Task to complete: All of the data that follows should be retyped exactly as it appears.

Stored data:
----------------

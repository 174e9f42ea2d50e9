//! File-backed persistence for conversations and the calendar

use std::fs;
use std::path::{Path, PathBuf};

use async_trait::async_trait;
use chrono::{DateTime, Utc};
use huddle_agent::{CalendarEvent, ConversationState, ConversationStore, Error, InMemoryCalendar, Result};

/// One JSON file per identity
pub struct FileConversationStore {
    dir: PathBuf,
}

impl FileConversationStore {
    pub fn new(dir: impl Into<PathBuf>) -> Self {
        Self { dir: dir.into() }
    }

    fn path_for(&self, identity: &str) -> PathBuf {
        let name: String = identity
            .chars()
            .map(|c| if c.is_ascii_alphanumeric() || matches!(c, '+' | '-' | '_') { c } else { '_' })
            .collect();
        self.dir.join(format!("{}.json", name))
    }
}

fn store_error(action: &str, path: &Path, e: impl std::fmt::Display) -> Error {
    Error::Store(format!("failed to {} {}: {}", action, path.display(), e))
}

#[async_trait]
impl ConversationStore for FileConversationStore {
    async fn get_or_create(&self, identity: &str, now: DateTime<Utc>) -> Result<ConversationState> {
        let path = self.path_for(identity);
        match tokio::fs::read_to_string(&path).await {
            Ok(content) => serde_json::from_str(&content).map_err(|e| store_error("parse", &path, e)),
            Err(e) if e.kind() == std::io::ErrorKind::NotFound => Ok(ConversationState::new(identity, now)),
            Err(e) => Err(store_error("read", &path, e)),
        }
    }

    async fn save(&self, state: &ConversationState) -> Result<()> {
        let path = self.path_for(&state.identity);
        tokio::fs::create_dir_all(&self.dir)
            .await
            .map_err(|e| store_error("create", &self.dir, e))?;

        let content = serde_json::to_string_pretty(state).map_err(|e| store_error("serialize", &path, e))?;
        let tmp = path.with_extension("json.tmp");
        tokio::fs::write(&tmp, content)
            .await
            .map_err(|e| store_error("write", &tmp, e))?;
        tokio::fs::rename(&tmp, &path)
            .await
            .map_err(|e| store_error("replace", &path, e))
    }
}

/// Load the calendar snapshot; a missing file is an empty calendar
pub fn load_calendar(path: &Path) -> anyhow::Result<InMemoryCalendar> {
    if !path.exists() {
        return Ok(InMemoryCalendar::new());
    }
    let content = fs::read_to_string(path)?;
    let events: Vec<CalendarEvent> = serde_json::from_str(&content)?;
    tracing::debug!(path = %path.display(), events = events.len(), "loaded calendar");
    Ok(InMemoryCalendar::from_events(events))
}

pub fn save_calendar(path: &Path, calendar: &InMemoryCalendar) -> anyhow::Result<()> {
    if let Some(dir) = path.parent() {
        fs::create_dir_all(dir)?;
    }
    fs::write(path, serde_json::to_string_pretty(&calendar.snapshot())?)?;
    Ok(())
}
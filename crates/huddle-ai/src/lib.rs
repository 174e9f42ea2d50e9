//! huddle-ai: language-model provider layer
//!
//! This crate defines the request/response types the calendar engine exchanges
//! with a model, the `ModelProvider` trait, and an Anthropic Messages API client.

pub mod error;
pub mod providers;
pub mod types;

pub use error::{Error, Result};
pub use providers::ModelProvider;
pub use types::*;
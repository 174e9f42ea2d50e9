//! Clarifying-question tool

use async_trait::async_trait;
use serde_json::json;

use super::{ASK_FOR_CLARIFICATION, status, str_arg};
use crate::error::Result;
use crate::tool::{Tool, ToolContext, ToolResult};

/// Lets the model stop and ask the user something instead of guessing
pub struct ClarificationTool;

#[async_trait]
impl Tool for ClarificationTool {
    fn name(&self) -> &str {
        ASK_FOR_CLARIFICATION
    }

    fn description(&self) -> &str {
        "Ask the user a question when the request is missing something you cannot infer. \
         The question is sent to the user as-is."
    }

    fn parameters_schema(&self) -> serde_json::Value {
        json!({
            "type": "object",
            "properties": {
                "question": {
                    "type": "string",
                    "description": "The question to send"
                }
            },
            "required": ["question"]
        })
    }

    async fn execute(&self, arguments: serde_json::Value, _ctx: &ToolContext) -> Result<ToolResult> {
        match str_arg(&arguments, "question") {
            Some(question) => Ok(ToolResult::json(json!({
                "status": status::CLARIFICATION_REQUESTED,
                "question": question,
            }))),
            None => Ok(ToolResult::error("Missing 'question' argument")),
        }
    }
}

----------------

Response:
repository 174e9f42ea2d50e9
//! File-backed persistence for conversations and the calendar

use std::fs;
use std::path::{Path, PathBuf};

use async_trait::async_trait;
use chrono::{DateTime, Utc};
use huddle_agent::{CalendarEvent, ConversationState, ConversationStore, Error, InMemoryCalendar, Result};

/// One JSON file per identity
pub struct FileConversationStore {
    dir: PathBuf,
}

impl FileConversationStore {
    pub fn new(dir: impl Into<PathBuf>) -> Self {
        Self { dir: dir.into() }
    }

    fn path_for(&self, identity: &str) -> PathBuf {
        let name: String = identity
            .chars()
            .map(|c| if c.is_ascii_alphanumeric() || matches!(c, '+' | '-' | '_') { c } else { '_' })
            .collect();
        self.dir.join(format!("{}.json", name))
    }
}

fn store_error(action: &str, path: &Path, e: impl std::fmt::Display) -> Error {
    Error::Store(format!("failed to {} {}: {}", action, path.display(), e))
}

#[async_trait]
impl ConversationStore for FileConversationStore {
    async fn get_or_create(&self, identity: &str, now: DateTime<Utc>) -> Result<ConversationState> {
        let path = self.path_for(identity);
        match tokio::fs::read_to_string(&path).await {
            Ok(content) => serde_json::from_str(&content).map_err(|e| store_error("parse", &path, e)),
            Err(e) if e.kind() == std::io::ErrorKind::NotFound => Ok(ConversationState::new(identity, now)),
            Err(e) => Err(store_error("read", &path, e)),
        }
    }

    async fn save(&self, state: &ConversationState) -> Result<()> {
        let path = self.path_for(&state.identity);
        tokio::fs::create_dir_all(&self.dir)
            .await
            .map_err(|e| store_error("create", &self.dir, e))?;

        let content = serde_json::to_string_pretty(state).map_err(|e| store_error("serialize", &path, e))?;
        let tmp = path.with_extension("json.tmp");
        tokio::fs::write(&tmp, content)
            .await
            .map_err(|e| store_error("write", &tmp, e))?;
        tokio::fs::rename(&tmp, &path)
            .await
            .map_err(|e| store_error("replace", &path, e))
    }
}

/// Load the calendar snapshot; a missing file is an empty calendar
pub fn load_calendar(path: &Path) -> anyhow::Result<InMemoryCalendar> {
    if !path.exists() {
        return Ok(InMemoryCalendar::new());
    }
    let content = fs::read_to_string(path)?;
    let events: Vec<CalendarEvent> = serde_json::from_str(&content)?;
    tracing::debug!(path = %path.display(), events = events.len(), "loaded calendar");
    Ok(InMemoryCalendar::from_events(events))
}

pub fn save_calendar(path: &Path, calendar: &InMemoryCalendar) -> anyhow::Result<()> {
    if let Some(dir) = path.parent() {
        fs::create_dir_all(dir)?;
    }
    fs::write(path, serde_json::to_string_pretty(&calendar.snapshot())?)?;
    Ok(())
}
filename crates/huddle-ai/src/lib.rs
repository 174e9f42ea2d50e9
//! huddle-ai: language-model provider layer
//!
//! This crate defines the request/response types the calendar engine exchanges
//! with a model, the `ModelProvider` trait, and an Anthropic Messages API client.

pub mod error;
pub mod providers;
pub mod types;

pub use error::{Error, Result};
pub use providers::ModelProvider;
pub use types::*;
repository 174e9f42ea2d50e9
//! Clarifying-question tool

use async_trait::async_trait;
use serde_json::json;

use super::{ASK_FOR_CLARIFICATION, status, str_arg};
use crate::error::Result;
use crate::tool::{Tool, ToolContext, ToolResult};

/// Lets the model stop and ask the user something instead of guessing
pub struct ClarificationTool;

#[async_trait]
impl Tool for ClarificationTool {
    fn name(&self) -> &str {
        ASK_FOR_CLARIFICATION
    }

    fn description(&self) -> &str {
        "Ask the user a question when the request is missing something you cannot infer. \
         The question is sent to the user as-is."
    }

    fn parameters_schema(&self) -> serde_json::Value {
        json!({
            "type": "object",
            "properties": {
                "question": {
                    "type": "string",
                    "description": "The question to send"
                }
            },
            "required": ["question"]
        })
    }

    async fn execute(&self, arguments: serde_json::Value, _ctx: &ToolContext) -> Result<ToolResult> {
        match str_arg(&arguments, "question") {
            Some(question) => Ok(ToolResult::json(json!({
                "status": status::CLARIFICATION_REQUESTED,
                "question": question,
            }))),
            None => Ok(ToolResult::error("Missing 'question' argument")),
        }
    }
}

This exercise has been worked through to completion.